PROVIDED ENTRIES »
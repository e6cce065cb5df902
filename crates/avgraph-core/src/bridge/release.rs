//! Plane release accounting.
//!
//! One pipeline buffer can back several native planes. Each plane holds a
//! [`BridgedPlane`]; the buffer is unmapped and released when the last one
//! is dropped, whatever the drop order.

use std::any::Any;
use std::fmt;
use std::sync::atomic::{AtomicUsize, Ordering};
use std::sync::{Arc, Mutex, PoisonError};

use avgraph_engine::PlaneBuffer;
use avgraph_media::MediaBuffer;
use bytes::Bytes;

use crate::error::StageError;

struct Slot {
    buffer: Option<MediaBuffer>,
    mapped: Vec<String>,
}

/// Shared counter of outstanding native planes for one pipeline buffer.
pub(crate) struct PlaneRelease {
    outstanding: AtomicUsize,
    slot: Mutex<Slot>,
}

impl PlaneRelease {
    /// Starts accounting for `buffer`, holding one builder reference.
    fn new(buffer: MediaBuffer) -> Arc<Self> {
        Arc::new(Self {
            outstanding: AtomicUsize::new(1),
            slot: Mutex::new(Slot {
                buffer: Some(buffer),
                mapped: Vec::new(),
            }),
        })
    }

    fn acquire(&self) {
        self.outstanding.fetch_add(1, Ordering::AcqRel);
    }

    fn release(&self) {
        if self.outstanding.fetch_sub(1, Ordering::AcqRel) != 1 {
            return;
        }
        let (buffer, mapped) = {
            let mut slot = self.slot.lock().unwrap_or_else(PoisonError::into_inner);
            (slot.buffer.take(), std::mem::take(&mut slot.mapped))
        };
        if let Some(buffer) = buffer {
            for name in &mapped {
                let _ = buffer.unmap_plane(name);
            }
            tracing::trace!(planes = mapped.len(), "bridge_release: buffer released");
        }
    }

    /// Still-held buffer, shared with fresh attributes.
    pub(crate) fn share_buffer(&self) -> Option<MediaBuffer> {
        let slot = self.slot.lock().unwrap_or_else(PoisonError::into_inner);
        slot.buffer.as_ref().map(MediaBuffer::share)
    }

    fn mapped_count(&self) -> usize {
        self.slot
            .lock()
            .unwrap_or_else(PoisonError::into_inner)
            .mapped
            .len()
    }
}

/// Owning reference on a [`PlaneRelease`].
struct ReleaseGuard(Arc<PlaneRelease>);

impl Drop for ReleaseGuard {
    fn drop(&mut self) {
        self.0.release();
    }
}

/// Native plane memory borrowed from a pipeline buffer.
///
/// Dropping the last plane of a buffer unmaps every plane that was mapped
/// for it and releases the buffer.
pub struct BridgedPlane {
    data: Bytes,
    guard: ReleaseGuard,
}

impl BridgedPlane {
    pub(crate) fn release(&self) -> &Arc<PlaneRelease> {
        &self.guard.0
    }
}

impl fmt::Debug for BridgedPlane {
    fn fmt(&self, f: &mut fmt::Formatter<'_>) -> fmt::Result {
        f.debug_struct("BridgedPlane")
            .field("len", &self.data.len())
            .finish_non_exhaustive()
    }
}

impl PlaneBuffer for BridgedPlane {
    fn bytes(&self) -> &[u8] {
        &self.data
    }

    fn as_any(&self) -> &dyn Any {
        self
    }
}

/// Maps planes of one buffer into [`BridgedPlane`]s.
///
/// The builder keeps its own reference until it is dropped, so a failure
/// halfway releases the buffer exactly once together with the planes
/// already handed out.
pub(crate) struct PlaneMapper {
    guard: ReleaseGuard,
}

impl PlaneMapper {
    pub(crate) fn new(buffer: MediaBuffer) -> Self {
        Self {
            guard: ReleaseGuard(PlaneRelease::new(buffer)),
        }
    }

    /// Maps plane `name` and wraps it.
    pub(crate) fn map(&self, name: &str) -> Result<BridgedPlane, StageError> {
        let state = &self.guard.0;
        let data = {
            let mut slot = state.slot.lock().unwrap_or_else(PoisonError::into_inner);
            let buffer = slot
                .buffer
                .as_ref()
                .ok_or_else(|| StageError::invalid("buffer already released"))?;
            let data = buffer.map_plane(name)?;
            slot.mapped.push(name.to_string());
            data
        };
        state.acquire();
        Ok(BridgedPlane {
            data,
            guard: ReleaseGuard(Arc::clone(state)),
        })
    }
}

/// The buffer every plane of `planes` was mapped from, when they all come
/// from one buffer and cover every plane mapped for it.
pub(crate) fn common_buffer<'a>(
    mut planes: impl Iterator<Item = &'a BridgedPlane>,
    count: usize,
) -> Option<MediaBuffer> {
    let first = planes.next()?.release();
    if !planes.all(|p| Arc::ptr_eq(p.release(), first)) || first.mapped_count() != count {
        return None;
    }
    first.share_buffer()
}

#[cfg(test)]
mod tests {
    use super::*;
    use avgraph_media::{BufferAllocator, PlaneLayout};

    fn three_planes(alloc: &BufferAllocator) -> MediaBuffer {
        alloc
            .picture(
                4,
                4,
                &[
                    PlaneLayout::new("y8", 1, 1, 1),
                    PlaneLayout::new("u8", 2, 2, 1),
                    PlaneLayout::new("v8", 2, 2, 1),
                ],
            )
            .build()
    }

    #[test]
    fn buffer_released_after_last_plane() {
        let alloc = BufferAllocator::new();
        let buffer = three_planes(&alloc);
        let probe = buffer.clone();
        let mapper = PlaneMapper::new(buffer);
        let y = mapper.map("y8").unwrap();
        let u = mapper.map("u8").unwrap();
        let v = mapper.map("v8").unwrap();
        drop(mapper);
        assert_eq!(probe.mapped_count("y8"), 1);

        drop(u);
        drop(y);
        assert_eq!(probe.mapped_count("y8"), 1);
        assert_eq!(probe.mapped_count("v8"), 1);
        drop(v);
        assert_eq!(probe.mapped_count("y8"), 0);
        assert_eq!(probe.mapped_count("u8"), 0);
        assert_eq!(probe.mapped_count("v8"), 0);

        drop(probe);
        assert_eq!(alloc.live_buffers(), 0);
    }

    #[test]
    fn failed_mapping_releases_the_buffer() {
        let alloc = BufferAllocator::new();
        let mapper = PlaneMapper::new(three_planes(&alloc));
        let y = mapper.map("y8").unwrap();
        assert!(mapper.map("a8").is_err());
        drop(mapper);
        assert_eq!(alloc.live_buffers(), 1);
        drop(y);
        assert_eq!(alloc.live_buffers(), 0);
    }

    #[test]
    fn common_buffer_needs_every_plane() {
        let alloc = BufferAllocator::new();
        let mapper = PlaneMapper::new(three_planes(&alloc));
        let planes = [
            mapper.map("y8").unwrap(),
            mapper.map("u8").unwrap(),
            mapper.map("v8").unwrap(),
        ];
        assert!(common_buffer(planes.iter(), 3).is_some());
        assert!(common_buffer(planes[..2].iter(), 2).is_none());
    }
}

==

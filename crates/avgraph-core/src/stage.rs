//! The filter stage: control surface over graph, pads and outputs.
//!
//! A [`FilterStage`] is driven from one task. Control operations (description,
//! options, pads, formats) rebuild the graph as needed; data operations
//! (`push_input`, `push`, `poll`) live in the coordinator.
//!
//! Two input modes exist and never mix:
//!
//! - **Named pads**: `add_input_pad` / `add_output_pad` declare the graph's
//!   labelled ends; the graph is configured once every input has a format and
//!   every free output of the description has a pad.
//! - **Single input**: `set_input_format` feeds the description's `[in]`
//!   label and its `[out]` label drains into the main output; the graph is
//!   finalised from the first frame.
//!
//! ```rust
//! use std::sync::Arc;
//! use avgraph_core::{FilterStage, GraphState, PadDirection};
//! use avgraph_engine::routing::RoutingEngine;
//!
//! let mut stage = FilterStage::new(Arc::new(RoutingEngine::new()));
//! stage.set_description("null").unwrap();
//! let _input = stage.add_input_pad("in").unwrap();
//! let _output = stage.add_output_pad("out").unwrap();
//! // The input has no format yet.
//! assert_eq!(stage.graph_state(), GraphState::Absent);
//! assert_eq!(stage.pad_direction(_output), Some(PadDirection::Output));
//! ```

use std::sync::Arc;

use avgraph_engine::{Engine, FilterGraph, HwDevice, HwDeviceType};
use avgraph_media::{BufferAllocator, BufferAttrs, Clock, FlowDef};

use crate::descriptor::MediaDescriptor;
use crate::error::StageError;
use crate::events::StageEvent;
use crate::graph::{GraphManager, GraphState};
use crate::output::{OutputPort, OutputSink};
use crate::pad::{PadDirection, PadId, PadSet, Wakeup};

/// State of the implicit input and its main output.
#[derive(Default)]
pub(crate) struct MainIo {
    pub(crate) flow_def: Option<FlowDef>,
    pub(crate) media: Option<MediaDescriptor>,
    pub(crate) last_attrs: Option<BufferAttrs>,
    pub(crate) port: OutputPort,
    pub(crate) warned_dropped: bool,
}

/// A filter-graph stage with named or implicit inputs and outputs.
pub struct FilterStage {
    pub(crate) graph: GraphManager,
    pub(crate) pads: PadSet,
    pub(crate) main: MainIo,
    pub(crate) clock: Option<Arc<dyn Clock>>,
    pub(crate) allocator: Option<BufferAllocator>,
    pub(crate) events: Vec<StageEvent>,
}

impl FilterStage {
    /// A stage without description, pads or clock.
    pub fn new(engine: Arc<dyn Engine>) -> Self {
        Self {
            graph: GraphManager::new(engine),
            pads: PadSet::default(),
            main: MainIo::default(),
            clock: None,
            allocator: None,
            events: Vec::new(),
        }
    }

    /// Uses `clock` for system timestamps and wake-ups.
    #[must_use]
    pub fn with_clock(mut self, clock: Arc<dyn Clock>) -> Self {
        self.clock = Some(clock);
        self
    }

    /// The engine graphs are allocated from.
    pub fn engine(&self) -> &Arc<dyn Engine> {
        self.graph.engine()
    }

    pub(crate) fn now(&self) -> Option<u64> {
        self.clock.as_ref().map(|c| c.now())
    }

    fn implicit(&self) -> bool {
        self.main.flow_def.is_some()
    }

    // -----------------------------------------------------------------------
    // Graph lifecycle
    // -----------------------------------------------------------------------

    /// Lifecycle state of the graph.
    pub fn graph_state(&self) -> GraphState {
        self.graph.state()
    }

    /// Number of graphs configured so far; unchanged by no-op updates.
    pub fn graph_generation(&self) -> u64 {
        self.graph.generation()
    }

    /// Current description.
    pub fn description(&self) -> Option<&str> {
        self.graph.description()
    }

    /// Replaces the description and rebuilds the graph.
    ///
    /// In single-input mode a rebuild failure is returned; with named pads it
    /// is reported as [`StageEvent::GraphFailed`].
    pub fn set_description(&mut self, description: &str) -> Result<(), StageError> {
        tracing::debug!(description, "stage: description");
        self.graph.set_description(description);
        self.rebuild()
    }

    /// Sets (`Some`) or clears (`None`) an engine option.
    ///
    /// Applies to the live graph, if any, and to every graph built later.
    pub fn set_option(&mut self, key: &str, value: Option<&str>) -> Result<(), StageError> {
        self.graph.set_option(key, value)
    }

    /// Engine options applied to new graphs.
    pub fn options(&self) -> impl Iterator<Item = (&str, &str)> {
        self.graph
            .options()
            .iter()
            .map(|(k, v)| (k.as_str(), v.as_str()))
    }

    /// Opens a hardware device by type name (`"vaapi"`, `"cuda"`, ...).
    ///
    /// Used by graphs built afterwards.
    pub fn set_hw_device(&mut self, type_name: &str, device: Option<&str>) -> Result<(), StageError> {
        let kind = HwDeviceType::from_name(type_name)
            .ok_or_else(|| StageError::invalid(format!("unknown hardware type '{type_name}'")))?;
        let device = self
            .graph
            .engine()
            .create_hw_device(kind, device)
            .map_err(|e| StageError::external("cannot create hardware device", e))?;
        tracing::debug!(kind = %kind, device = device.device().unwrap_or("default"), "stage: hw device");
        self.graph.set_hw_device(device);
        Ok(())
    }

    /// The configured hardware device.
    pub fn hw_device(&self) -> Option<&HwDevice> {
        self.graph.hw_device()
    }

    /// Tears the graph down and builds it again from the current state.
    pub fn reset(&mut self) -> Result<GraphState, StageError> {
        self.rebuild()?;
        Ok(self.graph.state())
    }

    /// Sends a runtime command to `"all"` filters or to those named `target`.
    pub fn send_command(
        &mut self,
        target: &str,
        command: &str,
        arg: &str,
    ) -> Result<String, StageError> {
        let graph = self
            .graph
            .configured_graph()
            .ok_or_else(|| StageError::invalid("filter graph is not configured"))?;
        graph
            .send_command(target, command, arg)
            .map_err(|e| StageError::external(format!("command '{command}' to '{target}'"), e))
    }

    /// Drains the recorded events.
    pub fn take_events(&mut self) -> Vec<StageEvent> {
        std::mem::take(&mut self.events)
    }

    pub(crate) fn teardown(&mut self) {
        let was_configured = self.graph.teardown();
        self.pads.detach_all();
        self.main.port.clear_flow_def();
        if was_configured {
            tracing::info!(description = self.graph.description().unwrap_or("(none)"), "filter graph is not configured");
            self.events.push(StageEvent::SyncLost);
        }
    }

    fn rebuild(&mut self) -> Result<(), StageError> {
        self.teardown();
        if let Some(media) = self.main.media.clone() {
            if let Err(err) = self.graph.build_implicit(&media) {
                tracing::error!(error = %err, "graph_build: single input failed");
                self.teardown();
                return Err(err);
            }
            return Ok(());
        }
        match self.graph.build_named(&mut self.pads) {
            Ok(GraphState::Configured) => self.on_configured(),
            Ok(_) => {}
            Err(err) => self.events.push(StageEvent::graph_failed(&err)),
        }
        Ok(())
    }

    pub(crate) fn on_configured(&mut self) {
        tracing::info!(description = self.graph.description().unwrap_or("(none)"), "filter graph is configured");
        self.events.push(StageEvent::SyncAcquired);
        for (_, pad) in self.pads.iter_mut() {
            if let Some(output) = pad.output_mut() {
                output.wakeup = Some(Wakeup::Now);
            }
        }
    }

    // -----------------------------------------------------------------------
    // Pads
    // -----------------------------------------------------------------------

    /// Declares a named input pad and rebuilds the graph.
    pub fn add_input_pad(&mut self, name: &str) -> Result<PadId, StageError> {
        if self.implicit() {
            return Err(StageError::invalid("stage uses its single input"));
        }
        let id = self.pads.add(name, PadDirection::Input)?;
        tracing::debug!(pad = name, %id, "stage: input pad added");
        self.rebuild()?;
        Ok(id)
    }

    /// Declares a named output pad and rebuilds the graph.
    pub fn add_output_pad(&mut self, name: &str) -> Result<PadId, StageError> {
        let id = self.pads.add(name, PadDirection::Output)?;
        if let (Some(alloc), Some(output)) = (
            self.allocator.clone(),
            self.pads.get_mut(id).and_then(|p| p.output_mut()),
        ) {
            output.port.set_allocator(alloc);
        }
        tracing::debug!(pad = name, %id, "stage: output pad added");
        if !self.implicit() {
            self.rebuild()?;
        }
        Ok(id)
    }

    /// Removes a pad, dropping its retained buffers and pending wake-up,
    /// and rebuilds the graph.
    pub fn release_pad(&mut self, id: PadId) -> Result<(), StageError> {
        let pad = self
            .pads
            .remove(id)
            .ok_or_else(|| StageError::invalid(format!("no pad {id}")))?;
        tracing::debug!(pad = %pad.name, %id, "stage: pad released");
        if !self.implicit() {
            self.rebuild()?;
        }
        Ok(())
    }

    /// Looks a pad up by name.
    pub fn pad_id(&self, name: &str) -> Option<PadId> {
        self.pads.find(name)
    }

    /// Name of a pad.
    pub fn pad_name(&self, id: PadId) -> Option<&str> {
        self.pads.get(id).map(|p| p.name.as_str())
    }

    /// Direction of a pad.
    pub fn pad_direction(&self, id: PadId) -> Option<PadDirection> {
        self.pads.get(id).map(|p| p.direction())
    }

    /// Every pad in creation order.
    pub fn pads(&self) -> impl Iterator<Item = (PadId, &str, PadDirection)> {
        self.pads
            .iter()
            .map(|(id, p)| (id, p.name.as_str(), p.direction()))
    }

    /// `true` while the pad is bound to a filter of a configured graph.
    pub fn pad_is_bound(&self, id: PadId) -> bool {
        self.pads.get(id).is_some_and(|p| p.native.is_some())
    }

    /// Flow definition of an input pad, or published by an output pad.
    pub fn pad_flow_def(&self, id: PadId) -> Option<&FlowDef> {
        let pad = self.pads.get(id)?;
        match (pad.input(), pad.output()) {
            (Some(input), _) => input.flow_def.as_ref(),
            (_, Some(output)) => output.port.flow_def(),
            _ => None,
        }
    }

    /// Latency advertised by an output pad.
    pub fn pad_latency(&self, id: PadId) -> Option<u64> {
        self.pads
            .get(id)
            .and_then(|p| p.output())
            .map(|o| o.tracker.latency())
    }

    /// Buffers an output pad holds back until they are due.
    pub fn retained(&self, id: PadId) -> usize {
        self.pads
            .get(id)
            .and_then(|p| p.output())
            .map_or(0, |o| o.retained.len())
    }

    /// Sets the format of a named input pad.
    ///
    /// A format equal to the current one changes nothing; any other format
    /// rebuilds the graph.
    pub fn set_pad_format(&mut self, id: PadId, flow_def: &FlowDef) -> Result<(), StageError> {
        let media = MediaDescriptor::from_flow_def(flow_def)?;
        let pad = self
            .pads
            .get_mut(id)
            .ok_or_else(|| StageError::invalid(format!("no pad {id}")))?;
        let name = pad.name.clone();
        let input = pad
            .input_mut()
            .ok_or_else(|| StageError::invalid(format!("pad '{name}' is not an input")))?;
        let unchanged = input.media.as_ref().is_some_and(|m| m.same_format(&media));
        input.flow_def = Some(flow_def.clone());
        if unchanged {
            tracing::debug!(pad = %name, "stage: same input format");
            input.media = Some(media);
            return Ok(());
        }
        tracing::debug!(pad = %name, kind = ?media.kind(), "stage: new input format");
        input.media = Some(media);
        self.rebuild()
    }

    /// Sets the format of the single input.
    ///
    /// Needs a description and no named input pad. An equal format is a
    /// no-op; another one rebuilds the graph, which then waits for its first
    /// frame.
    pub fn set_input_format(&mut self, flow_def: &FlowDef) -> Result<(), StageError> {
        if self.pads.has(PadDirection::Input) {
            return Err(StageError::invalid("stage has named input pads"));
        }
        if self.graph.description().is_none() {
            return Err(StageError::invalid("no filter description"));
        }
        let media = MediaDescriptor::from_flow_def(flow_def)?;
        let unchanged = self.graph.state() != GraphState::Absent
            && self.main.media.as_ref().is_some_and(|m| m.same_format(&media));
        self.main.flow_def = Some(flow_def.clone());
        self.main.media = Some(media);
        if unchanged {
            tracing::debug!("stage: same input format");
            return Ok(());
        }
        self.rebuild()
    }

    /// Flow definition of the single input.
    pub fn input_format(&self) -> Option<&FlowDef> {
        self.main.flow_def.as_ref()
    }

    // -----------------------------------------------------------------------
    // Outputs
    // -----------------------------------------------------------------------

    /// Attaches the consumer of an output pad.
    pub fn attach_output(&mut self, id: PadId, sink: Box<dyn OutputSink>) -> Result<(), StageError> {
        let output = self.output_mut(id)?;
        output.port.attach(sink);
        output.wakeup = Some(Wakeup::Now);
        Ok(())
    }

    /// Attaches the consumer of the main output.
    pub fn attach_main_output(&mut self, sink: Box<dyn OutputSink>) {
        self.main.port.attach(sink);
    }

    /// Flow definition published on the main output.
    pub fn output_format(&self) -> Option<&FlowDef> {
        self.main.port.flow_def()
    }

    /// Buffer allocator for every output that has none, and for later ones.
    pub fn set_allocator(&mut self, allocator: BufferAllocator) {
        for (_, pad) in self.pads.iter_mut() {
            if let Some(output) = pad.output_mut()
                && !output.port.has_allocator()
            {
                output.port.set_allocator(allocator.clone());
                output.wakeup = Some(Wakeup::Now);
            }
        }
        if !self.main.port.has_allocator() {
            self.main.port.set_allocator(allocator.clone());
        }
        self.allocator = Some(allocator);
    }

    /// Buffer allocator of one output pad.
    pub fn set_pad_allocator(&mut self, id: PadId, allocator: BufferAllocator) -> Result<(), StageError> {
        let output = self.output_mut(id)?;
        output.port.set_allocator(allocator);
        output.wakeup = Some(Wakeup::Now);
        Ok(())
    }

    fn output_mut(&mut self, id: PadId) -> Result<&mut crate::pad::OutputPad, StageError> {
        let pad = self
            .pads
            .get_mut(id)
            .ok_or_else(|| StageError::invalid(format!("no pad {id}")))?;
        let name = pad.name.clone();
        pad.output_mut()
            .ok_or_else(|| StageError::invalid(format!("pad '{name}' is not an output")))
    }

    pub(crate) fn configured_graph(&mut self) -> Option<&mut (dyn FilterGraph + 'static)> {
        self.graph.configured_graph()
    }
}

WORK REQUEST »
Starting at the line above that contains "repository e6cce065cb5df902", write out each line exactly until the line that contains "use bytes::Bytes;" has been written, and stop there.

ANSWER SECTION »
repository e6cce065cb5df902
filename crates/avgraph-core/src/bridge/release.rs
//! Plane release accounting.
//!
//! One pipeline buffer can back several native planes. Each plane holds a
//! [`BridgedPlane`]; the buffer is unmapped and released when the last one
//! is dropped, whatever the drop order.

use std::any::Any;
use std::fmt;
use std::sync::atomic::{AtomicUsize, Ordering};
use std::sync::{Arc, Mutex, PoisonError};

use avgraph_engine::PlaneBuffer;
use avgraph_media::MediaBuffer;
use bytes::Bytes;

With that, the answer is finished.